# Task objective
In the data below, locate each line with the word "join" and list it.

------------------------

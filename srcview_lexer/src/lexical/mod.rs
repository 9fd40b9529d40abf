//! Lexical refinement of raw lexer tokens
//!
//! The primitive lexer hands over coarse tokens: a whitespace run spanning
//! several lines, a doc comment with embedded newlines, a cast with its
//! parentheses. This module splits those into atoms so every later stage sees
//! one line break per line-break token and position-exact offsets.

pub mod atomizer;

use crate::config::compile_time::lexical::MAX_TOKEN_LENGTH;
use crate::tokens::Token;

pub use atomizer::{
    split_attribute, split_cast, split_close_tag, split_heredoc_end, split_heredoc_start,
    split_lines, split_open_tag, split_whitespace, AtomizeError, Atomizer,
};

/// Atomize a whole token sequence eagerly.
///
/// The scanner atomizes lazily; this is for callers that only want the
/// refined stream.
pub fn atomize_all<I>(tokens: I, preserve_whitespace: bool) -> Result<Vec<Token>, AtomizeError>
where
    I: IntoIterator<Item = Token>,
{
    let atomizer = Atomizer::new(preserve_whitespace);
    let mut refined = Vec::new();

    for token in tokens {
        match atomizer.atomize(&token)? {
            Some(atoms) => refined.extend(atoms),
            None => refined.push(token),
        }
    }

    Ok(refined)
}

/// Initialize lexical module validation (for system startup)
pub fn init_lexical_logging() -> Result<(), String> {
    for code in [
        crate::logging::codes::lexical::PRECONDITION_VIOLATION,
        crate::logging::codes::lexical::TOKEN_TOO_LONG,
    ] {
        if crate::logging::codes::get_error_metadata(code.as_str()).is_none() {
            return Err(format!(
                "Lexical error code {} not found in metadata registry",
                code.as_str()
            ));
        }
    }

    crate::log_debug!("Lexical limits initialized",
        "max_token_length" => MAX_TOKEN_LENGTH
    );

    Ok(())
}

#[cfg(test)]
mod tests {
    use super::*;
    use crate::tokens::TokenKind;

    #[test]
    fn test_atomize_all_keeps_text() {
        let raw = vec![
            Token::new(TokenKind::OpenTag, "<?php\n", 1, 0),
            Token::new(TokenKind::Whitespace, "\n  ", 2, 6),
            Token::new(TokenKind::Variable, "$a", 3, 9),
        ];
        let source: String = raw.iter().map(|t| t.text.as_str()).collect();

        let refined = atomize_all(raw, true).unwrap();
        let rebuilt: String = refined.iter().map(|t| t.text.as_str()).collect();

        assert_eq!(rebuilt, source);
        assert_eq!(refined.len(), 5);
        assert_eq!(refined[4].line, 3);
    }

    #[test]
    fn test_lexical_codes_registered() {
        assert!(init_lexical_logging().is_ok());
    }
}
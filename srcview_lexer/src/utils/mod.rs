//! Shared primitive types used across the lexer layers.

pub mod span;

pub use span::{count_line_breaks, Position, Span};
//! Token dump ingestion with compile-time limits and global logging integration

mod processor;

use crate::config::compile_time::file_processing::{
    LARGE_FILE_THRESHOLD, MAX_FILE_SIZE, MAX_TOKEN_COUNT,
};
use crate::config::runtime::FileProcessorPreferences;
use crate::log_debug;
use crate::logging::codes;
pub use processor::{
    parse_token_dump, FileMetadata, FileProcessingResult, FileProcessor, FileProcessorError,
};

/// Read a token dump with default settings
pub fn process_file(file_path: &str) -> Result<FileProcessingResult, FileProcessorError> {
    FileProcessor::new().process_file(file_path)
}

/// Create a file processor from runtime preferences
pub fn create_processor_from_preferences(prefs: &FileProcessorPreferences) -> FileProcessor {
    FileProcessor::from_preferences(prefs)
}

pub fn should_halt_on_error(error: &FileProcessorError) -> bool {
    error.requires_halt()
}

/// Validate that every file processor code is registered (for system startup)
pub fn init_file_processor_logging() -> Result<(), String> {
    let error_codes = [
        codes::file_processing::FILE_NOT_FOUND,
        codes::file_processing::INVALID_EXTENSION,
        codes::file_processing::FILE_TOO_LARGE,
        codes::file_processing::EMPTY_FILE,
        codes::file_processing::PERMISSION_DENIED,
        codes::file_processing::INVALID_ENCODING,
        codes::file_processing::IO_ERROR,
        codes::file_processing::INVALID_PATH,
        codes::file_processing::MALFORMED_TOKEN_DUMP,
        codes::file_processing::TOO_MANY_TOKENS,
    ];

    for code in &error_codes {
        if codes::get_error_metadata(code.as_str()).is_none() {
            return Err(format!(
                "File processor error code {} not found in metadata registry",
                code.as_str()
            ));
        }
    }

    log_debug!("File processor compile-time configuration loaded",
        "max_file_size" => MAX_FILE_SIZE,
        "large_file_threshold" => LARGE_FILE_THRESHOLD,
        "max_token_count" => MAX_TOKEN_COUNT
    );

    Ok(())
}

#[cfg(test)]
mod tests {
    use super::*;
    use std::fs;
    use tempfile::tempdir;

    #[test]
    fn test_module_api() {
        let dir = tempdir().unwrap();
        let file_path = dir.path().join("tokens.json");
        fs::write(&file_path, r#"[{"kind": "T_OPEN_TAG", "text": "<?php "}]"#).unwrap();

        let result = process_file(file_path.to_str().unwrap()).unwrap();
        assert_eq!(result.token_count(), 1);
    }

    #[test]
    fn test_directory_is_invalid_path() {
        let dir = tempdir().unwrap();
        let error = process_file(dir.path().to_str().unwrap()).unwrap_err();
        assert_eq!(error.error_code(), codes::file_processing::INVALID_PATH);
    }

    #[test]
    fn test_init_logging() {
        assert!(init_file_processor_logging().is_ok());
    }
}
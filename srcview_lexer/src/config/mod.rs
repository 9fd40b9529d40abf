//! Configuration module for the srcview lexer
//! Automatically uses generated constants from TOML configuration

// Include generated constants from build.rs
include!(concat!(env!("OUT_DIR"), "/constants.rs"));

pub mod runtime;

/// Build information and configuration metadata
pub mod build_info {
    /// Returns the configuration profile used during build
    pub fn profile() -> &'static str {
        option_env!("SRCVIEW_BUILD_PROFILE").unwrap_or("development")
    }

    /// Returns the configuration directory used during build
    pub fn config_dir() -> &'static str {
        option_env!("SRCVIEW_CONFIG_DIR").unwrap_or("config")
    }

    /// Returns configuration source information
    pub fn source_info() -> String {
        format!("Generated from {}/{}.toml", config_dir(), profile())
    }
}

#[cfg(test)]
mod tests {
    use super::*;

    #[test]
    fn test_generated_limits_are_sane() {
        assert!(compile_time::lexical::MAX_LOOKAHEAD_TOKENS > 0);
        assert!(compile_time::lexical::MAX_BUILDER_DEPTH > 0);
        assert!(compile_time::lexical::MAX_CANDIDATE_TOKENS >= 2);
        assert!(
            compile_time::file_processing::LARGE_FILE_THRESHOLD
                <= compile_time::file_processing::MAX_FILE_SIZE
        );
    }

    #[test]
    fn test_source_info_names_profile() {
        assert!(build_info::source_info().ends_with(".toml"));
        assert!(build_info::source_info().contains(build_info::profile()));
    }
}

------------------------

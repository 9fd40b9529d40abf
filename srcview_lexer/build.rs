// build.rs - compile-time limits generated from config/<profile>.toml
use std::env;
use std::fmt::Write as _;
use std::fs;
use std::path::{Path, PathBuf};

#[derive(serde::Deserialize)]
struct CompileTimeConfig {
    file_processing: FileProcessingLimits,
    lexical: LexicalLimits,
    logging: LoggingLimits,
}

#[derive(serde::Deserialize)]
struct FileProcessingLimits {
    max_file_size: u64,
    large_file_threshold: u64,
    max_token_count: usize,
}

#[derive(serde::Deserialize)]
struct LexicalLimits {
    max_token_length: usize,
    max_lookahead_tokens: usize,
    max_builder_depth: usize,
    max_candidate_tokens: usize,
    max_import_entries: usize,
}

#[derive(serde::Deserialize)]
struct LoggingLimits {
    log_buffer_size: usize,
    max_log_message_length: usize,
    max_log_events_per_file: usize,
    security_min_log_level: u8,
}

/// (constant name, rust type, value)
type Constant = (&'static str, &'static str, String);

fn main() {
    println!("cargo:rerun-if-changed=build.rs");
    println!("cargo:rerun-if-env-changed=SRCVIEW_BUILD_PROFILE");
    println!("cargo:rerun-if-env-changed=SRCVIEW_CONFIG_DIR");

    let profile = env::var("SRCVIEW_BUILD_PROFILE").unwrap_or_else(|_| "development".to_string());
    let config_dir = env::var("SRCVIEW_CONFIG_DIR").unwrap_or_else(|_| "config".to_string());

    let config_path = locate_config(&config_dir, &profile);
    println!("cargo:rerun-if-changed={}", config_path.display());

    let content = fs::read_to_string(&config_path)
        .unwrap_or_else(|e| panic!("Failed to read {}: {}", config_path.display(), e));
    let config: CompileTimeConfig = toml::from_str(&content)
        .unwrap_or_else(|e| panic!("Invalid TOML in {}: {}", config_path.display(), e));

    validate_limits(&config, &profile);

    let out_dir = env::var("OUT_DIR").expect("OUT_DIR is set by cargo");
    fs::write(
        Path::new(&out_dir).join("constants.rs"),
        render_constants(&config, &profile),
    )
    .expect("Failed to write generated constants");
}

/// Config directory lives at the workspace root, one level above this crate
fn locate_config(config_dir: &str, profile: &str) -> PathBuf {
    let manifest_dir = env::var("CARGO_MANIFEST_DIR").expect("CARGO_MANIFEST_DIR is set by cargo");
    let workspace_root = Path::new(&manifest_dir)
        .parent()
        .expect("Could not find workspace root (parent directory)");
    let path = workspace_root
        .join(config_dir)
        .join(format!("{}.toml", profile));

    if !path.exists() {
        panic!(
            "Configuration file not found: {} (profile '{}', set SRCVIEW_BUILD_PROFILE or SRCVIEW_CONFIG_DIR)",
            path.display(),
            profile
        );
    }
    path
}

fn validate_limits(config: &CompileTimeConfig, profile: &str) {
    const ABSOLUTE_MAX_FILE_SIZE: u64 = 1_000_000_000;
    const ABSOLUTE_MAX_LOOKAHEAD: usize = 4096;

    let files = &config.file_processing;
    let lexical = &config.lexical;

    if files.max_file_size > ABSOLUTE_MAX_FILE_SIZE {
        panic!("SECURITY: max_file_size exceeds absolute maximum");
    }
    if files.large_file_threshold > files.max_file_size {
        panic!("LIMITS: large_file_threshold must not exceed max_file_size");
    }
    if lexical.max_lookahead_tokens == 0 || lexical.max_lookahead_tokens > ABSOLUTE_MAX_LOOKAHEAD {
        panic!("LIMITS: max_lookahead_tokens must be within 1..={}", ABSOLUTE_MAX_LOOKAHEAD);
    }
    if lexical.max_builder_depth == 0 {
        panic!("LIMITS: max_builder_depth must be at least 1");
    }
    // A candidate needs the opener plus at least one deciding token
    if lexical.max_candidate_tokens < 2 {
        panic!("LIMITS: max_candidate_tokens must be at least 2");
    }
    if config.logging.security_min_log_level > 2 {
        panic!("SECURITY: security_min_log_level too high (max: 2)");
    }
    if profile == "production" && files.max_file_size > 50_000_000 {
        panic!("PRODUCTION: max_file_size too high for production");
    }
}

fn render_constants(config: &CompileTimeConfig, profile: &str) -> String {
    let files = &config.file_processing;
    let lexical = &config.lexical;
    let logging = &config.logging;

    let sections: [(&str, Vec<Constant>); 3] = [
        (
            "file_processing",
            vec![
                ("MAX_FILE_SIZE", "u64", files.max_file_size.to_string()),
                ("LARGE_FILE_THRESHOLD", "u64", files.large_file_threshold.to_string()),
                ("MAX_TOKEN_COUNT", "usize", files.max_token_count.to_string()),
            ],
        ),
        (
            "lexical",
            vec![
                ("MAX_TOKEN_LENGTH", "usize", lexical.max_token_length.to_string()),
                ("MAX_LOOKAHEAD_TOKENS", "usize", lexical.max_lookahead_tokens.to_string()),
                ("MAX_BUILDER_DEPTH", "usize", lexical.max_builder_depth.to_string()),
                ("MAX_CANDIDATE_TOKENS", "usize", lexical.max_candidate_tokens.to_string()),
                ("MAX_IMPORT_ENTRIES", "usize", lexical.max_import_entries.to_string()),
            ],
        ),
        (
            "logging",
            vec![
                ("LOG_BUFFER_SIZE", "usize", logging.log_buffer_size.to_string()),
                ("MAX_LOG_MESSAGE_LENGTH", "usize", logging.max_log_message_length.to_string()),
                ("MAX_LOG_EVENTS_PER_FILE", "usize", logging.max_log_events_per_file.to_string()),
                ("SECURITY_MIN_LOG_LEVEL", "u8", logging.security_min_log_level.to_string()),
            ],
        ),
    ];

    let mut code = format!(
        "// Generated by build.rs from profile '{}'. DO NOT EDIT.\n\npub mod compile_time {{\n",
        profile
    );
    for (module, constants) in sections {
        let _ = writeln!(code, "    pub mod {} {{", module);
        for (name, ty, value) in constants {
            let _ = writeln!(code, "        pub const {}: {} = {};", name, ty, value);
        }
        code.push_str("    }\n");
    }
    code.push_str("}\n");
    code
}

------------------------

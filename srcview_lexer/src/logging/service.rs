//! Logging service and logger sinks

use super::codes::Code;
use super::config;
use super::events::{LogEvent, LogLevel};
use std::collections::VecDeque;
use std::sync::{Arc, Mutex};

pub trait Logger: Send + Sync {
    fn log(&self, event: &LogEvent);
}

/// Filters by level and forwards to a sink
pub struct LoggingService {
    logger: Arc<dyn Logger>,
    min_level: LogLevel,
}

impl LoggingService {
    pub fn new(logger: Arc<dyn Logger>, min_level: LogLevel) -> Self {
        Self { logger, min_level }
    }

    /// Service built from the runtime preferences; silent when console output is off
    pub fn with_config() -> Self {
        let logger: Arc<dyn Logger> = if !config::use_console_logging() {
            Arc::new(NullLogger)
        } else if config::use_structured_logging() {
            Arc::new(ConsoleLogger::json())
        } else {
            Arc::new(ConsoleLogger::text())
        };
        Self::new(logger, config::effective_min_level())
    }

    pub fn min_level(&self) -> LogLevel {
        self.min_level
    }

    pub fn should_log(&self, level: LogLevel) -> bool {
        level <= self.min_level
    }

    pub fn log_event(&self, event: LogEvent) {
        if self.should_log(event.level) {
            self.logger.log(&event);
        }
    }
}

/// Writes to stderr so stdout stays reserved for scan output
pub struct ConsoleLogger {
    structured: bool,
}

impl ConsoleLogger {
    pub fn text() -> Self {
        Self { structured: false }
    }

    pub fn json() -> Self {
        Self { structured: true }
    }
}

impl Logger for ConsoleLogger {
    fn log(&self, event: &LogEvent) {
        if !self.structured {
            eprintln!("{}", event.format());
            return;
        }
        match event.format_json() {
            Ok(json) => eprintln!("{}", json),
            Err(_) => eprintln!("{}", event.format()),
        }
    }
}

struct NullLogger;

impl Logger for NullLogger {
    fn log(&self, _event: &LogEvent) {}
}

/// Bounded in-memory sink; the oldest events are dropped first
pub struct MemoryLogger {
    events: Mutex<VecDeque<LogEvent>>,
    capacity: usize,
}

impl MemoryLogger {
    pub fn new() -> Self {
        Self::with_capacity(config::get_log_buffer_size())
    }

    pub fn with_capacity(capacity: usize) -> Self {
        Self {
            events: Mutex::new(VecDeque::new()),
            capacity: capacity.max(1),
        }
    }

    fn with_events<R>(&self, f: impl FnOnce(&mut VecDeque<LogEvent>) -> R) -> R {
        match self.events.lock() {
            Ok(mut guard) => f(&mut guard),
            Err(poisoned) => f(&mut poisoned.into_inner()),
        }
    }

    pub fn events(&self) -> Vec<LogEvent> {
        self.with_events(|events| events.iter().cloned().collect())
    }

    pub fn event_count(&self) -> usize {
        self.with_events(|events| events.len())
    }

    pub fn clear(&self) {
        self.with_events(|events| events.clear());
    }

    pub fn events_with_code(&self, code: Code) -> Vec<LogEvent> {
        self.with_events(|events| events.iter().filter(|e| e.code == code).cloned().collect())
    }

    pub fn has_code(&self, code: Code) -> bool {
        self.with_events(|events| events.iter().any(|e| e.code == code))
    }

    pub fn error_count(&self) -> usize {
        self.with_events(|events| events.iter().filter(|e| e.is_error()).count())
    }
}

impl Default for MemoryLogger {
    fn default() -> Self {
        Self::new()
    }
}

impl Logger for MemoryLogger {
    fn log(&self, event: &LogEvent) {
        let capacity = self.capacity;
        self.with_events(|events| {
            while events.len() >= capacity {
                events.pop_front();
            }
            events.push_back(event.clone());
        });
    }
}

------------------------

# Exercise answer
        let file_path = dir.path().join("tokens.json");
        Path::new(&out_dir).join("constants.rs"),
        .join(config_dir)
        .join(format!("{}.toml", profile));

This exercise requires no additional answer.